**Task material**

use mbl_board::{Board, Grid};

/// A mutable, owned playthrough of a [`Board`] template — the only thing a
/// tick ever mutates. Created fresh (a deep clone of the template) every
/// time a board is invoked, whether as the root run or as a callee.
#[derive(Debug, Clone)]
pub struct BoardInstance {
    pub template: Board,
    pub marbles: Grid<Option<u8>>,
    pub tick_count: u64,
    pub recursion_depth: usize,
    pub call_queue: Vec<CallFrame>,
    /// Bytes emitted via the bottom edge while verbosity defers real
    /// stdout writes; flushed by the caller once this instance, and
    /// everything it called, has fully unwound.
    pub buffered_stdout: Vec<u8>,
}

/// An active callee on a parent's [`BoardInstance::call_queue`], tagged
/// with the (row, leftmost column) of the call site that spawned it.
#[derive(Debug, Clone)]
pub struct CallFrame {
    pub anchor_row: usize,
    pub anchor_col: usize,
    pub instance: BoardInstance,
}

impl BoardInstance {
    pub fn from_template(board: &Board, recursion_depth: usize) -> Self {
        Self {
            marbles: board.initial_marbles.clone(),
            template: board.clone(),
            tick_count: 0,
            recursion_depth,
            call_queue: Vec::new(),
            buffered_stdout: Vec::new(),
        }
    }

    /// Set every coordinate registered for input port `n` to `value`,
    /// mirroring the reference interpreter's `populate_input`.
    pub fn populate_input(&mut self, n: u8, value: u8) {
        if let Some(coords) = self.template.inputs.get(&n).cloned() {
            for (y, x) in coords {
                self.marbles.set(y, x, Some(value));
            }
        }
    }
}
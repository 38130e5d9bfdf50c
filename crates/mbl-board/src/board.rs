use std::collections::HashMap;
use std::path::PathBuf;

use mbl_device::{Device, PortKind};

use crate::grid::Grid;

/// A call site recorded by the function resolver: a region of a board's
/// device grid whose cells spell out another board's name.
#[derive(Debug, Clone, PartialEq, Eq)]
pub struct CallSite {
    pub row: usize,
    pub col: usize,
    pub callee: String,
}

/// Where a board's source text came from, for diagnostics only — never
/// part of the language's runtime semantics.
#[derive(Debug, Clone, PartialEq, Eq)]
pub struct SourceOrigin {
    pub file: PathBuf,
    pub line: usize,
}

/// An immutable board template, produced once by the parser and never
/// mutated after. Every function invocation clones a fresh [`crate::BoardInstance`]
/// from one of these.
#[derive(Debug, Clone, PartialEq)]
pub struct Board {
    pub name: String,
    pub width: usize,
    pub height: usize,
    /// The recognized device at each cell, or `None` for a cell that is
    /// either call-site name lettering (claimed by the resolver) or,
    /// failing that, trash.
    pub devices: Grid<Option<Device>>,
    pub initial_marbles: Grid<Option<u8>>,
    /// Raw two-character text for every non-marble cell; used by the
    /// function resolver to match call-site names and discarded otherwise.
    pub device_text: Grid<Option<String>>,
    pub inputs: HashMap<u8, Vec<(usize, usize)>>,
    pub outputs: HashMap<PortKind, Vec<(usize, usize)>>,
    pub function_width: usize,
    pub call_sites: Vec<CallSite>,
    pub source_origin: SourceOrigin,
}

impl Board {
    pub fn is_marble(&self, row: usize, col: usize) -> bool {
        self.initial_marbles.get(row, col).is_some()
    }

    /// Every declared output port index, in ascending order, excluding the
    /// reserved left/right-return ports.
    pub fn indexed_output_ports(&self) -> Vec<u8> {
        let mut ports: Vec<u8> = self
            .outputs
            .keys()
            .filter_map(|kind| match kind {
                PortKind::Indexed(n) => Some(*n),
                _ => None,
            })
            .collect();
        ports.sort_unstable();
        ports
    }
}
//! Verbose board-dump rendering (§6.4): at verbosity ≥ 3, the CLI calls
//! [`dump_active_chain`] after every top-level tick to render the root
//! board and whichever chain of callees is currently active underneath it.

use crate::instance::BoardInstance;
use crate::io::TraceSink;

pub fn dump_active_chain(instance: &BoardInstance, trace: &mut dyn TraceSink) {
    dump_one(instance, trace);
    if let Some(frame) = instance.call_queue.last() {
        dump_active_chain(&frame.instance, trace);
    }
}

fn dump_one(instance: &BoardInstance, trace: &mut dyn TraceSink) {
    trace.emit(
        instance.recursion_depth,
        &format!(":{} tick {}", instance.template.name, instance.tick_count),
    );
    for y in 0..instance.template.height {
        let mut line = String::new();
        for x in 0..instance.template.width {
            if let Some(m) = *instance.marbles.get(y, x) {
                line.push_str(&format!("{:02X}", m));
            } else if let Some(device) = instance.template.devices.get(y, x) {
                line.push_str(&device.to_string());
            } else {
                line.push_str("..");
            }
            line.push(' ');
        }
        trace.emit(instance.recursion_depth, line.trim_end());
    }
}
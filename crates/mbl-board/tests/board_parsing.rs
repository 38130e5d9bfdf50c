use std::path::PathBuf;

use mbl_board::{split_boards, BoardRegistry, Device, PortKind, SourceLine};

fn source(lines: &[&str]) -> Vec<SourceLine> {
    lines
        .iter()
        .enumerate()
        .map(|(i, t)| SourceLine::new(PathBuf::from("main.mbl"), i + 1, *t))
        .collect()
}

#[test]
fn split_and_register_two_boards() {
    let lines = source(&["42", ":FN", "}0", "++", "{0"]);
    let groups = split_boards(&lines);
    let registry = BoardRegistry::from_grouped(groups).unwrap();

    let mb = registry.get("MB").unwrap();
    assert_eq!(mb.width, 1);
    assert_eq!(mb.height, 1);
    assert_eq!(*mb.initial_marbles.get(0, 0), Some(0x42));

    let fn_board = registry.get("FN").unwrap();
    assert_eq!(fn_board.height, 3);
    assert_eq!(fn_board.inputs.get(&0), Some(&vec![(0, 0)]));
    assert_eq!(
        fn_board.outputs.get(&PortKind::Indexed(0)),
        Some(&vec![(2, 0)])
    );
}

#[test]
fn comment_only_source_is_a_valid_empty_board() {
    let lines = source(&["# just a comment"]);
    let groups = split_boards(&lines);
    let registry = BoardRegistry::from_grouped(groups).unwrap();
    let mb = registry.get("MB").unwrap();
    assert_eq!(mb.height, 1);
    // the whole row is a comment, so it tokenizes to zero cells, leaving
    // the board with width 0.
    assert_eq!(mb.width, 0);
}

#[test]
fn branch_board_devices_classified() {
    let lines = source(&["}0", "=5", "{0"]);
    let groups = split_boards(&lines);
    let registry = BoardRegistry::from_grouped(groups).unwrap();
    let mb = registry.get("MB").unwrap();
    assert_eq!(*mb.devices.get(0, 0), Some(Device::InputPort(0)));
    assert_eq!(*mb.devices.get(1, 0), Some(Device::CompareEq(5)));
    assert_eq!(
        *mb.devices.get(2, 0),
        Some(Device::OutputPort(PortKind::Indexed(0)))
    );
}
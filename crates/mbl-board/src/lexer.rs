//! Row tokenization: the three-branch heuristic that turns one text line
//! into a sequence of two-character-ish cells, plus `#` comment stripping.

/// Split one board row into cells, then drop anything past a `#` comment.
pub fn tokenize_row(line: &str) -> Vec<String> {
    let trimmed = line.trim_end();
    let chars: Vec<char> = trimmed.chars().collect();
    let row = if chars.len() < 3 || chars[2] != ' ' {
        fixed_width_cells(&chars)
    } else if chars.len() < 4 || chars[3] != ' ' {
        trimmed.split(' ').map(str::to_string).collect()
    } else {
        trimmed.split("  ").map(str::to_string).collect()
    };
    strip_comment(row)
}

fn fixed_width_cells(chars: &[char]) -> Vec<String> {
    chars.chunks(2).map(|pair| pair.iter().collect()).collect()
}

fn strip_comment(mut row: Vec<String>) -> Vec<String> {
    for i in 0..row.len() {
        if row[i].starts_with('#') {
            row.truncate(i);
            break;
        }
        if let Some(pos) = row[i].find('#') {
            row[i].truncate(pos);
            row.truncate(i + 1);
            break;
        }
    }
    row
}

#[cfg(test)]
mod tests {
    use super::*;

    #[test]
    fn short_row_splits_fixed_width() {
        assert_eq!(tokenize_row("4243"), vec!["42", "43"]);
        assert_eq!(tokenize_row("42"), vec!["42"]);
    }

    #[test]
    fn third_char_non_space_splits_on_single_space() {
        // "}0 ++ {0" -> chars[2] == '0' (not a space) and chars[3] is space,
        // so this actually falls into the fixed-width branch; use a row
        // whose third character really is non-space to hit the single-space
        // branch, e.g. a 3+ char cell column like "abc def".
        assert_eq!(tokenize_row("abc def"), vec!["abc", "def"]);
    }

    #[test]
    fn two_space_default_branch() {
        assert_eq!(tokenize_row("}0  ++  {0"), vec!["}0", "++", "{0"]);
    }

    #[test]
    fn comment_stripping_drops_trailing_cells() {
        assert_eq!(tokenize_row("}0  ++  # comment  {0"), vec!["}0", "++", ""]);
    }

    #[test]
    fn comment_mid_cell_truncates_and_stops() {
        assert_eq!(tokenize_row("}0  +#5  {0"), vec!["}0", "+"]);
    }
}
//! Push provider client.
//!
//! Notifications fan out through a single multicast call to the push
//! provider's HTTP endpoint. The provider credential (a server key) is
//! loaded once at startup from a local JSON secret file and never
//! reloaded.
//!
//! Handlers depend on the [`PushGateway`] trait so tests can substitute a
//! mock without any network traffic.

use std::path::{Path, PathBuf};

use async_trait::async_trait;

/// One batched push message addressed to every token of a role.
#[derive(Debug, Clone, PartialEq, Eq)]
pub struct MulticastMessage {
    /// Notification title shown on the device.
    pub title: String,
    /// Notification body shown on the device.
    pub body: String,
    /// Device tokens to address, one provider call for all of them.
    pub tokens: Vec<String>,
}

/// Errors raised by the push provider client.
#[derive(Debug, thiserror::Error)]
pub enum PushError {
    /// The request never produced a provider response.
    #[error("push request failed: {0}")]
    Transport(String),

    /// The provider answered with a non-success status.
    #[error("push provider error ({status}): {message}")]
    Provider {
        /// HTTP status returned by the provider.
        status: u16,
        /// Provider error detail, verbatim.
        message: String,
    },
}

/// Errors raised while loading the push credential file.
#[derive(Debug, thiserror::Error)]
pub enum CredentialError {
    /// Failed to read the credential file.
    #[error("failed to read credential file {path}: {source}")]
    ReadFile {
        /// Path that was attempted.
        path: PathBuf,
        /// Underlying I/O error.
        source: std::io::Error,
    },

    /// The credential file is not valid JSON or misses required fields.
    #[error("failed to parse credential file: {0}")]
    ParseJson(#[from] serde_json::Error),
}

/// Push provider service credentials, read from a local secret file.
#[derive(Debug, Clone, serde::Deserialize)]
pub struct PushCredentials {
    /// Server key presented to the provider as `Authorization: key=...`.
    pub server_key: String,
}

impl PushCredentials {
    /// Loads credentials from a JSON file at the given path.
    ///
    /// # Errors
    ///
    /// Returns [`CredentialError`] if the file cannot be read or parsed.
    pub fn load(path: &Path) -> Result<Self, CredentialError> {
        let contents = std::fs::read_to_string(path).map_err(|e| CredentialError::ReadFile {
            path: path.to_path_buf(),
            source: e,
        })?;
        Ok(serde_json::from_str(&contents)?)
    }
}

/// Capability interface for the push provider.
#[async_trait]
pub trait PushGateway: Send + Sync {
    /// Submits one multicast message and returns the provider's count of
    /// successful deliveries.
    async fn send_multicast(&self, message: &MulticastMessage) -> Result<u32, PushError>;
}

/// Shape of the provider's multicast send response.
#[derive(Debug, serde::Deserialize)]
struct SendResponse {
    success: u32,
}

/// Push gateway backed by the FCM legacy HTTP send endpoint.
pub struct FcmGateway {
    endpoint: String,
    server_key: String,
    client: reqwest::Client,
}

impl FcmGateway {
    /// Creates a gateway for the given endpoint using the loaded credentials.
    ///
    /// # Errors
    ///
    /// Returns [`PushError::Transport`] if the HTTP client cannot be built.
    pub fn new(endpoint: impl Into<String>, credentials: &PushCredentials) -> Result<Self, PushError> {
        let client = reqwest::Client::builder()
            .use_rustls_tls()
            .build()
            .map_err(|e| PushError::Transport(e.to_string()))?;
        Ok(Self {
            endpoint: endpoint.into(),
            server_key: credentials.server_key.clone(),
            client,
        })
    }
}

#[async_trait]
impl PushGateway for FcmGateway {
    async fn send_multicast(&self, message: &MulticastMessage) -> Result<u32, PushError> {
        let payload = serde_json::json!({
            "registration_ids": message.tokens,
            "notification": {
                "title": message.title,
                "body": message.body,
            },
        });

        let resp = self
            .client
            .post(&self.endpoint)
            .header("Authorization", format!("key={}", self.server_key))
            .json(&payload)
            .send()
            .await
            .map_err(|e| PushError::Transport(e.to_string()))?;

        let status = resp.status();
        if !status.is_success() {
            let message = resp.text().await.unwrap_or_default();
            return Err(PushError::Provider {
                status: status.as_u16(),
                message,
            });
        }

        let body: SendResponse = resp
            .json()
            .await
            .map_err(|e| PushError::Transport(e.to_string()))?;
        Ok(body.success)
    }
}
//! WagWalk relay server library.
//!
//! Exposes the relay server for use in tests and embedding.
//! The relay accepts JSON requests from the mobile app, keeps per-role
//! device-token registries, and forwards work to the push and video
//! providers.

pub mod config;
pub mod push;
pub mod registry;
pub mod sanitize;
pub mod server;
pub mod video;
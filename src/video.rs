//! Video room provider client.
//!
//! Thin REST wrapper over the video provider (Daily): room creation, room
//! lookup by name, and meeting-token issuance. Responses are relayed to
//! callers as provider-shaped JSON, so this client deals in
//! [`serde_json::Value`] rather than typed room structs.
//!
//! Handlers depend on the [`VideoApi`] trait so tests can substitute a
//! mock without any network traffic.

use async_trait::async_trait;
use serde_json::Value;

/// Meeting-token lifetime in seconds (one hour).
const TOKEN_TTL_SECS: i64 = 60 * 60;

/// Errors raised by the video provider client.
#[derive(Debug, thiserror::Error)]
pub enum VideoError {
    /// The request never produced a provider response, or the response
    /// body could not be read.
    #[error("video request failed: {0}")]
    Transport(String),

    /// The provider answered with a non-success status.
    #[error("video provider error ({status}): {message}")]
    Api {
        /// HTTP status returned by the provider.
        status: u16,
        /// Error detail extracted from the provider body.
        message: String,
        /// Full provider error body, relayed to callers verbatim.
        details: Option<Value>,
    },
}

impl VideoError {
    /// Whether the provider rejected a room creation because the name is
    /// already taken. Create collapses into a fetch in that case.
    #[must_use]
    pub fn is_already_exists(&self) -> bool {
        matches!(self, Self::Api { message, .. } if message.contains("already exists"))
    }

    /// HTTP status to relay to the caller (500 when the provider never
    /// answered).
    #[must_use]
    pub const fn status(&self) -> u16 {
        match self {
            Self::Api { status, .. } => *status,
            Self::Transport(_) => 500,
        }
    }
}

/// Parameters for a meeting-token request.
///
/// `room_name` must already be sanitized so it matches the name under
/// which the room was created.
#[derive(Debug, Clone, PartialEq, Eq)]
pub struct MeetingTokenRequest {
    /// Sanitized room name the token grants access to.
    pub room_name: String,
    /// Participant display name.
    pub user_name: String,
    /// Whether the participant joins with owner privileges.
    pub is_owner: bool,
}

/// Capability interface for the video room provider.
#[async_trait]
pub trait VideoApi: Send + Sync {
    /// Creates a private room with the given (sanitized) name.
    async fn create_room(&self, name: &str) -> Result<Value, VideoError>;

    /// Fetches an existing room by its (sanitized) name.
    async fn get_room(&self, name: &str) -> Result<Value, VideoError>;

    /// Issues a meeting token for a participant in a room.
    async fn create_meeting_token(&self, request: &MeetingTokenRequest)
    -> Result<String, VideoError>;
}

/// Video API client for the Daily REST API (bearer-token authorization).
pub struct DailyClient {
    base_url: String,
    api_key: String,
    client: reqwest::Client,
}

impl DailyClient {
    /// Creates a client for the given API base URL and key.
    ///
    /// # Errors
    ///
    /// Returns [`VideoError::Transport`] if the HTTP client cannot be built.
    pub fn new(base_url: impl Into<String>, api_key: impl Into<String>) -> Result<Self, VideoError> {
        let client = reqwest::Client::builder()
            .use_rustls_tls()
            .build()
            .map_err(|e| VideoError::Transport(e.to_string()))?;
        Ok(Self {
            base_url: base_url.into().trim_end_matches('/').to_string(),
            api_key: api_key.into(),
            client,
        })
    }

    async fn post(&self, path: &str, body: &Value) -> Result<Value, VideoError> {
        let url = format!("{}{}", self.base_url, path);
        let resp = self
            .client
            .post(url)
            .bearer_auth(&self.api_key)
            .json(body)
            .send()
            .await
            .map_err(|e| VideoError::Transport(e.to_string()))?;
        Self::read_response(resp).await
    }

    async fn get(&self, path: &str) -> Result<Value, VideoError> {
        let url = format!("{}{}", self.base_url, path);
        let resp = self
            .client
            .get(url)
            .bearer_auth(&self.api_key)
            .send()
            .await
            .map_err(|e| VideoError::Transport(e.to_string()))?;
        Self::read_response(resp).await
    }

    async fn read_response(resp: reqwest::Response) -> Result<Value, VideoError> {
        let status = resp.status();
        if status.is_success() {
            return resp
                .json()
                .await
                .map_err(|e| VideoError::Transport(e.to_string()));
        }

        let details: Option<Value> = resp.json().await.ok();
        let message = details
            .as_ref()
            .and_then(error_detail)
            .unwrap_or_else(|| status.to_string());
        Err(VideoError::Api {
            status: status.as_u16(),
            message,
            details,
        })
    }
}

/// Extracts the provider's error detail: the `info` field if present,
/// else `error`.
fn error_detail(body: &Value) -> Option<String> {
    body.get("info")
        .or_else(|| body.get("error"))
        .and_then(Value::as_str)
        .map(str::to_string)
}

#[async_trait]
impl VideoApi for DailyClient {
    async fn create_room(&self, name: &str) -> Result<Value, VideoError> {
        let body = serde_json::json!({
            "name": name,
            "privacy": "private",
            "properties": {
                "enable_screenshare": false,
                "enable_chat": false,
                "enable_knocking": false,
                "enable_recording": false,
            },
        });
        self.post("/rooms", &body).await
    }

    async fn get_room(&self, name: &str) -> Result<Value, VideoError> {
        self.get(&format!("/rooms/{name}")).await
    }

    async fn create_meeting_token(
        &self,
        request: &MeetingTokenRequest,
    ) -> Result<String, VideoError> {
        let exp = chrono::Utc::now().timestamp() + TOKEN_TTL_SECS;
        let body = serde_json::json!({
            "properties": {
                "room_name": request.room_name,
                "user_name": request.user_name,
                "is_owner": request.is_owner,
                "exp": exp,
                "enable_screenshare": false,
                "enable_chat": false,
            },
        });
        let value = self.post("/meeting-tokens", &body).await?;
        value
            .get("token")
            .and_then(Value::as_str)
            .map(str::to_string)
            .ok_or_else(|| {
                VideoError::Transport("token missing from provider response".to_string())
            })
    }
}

**Aim of the exercise**
Would you count the lines in the data that include the word "ReadFile" and reply with only the number?

**Answer to this exercise**
2